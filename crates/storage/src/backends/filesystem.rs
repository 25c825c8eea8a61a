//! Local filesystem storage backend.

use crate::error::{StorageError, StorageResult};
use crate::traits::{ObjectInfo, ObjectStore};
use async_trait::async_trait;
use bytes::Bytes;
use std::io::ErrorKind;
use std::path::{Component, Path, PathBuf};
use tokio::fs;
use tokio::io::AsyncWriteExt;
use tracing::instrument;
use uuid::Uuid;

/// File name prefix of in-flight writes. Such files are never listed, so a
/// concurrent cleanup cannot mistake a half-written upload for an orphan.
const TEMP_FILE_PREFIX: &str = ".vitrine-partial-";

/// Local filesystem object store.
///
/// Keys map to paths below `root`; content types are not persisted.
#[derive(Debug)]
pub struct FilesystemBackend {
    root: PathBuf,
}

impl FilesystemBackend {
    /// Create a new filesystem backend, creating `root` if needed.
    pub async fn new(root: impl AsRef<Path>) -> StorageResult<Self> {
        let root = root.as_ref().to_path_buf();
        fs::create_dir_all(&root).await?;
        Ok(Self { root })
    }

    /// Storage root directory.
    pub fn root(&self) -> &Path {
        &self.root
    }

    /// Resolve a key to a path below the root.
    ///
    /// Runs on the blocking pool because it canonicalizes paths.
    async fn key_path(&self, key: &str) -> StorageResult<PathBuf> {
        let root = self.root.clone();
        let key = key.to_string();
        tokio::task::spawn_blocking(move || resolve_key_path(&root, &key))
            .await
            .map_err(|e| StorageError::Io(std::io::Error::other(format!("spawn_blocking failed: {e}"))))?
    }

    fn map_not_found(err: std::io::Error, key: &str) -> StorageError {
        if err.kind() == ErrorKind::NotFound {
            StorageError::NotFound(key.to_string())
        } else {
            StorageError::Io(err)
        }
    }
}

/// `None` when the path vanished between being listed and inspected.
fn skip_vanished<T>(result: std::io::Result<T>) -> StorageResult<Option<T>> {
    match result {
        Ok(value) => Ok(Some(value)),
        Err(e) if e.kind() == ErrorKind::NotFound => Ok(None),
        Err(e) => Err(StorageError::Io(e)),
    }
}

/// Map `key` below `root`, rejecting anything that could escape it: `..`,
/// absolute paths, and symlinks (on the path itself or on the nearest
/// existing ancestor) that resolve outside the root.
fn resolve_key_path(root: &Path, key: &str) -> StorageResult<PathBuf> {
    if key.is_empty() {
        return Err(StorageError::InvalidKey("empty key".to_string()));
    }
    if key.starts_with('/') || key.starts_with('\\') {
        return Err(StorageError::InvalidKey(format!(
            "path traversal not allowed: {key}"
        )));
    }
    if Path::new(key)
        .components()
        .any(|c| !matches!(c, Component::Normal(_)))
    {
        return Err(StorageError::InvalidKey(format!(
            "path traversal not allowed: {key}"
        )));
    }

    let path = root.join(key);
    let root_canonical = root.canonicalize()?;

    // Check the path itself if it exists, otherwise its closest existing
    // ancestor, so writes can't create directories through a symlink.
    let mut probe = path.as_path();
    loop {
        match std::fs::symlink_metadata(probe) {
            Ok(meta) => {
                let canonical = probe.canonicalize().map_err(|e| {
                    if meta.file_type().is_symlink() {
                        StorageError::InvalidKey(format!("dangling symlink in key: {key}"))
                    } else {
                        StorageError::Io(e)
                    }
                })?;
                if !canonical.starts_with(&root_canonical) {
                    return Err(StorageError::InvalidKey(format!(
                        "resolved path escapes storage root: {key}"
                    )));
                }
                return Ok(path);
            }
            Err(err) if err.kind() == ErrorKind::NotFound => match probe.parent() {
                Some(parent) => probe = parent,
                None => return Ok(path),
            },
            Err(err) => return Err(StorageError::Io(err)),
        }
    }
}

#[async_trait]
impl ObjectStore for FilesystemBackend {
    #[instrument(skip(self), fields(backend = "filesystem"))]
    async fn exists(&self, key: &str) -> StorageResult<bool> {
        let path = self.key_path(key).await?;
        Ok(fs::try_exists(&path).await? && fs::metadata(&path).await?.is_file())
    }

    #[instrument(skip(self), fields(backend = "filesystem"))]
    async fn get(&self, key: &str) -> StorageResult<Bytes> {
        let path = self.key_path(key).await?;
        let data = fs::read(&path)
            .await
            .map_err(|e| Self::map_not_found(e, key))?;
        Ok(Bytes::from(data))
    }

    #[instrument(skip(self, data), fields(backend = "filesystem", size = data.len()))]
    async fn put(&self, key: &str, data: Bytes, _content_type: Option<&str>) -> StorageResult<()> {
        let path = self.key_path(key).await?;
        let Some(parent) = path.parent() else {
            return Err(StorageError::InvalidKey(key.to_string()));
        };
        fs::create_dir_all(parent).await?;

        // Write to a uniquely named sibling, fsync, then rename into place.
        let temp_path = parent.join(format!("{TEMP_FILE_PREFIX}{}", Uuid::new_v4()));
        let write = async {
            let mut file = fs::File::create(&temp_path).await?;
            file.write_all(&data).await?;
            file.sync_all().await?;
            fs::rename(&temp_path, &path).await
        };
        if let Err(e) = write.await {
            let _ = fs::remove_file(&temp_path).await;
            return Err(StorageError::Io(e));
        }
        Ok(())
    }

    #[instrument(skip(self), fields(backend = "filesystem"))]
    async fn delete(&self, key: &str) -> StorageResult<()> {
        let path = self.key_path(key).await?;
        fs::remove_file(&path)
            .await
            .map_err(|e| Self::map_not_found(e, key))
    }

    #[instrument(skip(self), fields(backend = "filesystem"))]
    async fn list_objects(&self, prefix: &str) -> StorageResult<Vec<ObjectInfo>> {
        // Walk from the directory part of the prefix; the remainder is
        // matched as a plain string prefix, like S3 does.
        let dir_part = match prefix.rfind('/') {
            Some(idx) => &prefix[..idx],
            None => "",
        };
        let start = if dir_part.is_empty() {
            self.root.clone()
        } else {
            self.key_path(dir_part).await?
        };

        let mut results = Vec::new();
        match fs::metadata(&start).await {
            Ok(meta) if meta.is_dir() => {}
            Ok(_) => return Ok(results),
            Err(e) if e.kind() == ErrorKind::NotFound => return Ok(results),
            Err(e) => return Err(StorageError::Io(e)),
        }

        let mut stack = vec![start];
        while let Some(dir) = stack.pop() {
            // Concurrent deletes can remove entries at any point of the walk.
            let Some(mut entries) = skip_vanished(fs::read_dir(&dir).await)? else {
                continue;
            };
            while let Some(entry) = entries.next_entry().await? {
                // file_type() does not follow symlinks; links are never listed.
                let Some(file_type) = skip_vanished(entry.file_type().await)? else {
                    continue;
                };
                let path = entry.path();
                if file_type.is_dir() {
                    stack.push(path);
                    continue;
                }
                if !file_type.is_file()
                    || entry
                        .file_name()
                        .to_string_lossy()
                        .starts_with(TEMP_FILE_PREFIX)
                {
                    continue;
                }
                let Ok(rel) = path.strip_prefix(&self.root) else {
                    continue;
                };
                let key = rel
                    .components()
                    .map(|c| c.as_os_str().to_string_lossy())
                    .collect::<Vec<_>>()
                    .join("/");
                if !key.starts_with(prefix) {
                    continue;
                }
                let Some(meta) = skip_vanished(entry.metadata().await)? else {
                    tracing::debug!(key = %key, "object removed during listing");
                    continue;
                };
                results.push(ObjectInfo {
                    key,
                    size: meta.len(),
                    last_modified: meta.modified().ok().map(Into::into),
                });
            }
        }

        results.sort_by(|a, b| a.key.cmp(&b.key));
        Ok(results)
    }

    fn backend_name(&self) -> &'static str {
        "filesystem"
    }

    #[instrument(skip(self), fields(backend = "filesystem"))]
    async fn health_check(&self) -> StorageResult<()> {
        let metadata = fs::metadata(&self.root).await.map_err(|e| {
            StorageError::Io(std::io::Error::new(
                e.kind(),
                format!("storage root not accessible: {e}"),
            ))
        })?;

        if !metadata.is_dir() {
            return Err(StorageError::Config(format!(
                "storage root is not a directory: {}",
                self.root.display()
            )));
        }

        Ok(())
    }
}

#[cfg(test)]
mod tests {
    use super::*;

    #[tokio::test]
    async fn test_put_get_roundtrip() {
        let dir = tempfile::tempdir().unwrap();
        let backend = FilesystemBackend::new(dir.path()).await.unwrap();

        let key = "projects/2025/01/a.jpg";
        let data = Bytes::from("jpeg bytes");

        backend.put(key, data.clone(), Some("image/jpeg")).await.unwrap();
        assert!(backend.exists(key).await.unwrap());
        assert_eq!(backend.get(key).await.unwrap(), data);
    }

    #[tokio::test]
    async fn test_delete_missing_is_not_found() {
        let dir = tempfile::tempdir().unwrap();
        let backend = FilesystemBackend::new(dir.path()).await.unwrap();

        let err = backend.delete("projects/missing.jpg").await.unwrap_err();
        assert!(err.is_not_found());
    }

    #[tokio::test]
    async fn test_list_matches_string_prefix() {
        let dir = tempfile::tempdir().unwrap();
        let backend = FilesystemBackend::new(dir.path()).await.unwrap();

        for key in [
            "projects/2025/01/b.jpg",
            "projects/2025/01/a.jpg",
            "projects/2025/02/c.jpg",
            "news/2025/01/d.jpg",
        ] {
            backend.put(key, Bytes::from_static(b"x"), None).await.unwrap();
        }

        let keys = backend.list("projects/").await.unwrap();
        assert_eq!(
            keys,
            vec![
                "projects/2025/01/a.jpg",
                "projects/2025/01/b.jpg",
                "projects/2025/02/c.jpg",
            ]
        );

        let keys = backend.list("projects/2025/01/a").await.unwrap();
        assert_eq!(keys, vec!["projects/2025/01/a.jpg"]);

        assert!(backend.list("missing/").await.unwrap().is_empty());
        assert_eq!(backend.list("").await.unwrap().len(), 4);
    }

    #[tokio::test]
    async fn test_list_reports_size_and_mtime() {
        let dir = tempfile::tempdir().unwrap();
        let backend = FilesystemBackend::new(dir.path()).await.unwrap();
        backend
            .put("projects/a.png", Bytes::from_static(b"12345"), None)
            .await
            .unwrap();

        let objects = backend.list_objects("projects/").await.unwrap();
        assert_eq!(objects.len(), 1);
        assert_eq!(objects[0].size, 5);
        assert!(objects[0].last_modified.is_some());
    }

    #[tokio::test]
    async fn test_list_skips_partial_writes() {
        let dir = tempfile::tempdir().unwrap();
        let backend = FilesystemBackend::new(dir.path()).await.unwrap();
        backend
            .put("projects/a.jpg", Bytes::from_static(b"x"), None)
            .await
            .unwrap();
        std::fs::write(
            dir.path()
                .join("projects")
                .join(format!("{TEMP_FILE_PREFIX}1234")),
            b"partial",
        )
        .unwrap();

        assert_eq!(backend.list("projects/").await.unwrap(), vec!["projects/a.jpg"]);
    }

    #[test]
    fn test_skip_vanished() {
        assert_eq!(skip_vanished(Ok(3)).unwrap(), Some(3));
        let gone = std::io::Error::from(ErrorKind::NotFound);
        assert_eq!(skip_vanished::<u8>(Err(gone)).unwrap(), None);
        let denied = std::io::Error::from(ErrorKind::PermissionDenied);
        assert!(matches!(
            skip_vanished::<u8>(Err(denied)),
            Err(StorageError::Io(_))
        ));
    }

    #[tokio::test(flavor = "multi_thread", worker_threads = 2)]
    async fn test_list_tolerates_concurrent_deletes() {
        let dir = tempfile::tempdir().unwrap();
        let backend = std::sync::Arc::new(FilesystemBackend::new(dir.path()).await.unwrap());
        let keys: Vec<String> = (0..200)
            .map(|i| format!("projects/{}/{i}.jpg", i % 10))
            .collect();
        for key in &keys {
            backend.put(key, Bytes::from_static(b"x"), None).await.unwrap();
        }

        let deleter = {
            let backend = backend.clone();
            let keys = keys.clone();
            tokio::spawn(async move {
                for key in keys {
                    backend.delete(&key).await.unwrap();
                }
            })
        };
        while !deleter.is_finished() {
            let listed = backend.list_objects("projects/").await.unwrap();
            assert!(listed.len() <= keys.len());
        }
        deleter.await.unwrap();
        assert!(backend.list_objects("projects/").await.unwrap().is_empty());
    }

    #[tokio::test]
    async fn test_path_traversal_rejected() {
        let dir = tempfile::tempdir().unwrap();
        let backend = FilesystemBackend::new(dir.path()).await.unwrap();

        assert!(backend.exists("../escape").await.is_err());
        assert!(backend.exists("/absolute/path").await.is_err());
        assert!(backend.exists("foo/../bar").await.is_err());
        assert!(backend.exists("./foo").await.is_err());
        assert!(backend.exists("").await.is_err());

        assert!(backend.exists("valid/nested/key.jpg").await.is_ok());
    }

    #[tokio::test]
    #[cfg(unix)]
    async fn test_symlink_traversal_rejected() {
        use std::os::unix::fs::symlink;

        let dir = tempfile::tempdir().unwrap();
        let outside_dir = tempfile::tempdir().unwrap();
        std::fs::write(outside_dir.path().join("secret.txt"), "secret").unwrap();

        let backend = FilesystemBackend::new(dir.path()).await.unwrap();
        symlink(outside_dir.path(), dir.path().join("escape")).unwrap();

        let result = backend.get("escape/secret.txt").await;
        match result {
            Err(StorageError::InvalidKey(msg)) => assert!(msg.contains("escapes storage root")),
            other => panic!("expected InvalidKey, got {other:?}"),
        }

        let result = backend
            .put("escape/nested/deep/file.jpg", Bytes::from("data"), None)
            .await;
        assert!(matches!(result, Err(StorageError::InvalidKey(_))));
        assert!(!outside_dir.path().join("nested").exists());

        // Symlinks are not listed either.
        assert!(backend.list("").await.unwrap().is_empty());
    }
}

------------------------------------

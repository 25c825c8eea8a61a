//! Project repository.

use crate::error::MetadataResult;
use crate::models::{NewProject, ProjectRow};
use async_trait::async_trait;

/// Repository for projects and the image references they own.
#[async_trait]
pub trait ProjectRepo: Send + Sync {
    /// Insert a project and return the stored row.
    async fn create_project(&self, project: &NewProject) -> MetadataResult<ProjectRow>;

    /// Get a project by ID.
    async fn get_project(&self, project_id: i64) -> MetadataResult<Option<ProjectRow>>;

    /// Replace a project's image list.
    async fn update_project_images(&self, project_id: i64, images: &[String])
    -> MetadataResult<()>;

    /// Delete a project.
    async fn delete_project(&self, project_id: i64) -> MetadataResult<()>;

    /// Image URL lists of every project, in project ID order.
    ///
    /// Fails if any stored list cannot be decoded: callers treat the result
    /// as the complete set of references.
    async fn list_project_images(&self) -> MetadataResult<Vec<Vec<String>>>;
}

------------------------------------

### [Exercise brief]
Pull every line with "deleter" from the records.

### [Answer to this task]
        let deleter = {
        while !deleter.is_finished() {
        deleter.await.unwrap();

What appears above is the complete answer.